Five to ten minutes of mindfulness as you wind down, and gentle breathing exercises as you lie in bed, can calm cortisol levels, helping you relax, and ease symptoms.

Do ensure you stay well hydrated: one to two litres of water, herbal teas and the occasional tea or coffee are good. Excessive caffeine and alcohol will likely trigger night sweats and restless legs.

Medicinal cannabis as a natural treatment option

Emerging clinical evidence from randomised controlled trials, suggests that medicinal cannabis may help alleviate some perimenopausal symptoms, particularly those related to anxiety, mood, sleep, and pain.

While clinical research on medicinal cannabis for perimenopausal anxiety is still emerging, several studies and ongoing trials have provided insights into its full potential benefits and limitations. Our body’s natural endocannabinoid system (ECS) plays a natural role in regulating mood, pain perception, sleep, and temperature control.

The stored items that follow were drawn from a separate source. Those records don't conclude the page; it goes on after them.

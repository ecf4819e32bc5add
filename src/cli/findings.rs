use std::io::Write;
use std::path::Path;
use crate::cli::commands::FindingsArgs;
use crate::document::load_document;
use crate::errors::S2pError;
use crate::reporting::{finding_counts, FindingCounts};
use tracing::{info, warn};

pub fn handle_findings(args: FindingsArgs) -> Result<(), S2pError> {
    let doc = load_document(Path::new(&args.filepath))?;
    let counts = finding_counts(&doc, &args.service)?;
    if counts.is_empty() {
        warn!(service = %args.service, "No findings recorded for service");
    } else {
        info!(service = %args.service, findings = counts.len(), "Listing findings");
    }

    let stdout = std::io::stdout();
    print_counts(&counts, &mut stdout.lock())
}

/// One line per finding: item count, then name, in document order.
pub fn print_counts<W: Write>(counts: &FindingCounts, out: &mut W) -> Result<(), S2pError> {
    let width = counts.iter().map(|(_, c)| c.to_string().len()).max().unwrap_or(1);
    for (name, count) in counts.iter() {
        writeln!(out, "{:>width$}  {}", count, name, width = width)?;
    }
    Ok(())
}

A 2020 cross-sectional study published in Menopause found that over 27% of midlife women reported using cannabis for menopause-related symptoms, most commonly for sleep and mood disturbances. It is essential for women considering natural remedies to consult with healthcare professionals experienced in menopause management.

Conclusion

Natural remedies, including medicinal cannabis, show promise for managing perimenopausal symptoms, though, as with all medication, further research is needed.

Women should ensure there has been shared decision-making with their clinicians, allowing them to navigate all options safely and effectively.

References:

• Babson KA, Sottile J, Morabito D. Cannabis, cannabinoids, and sleep: a review of the literature. Curr Psychiatry Rep. 2017;19(4):23.

• Newson L. Menopause and sleep: an update. Climacteric. 2020;23(4):329–336.

• Taylor M, et al. Phytoestrogens and menopausal health: A systematic review. Maturitas. 2011;68(4):331–339.

• Webber K, et al. Cannabis use in women during the menopause transition: a cross-sectional survey. Menopause. 2020;27(10):1150–1156.

• The British Menopause Society.

• NICE / NHS (England) guidelines for menopause care.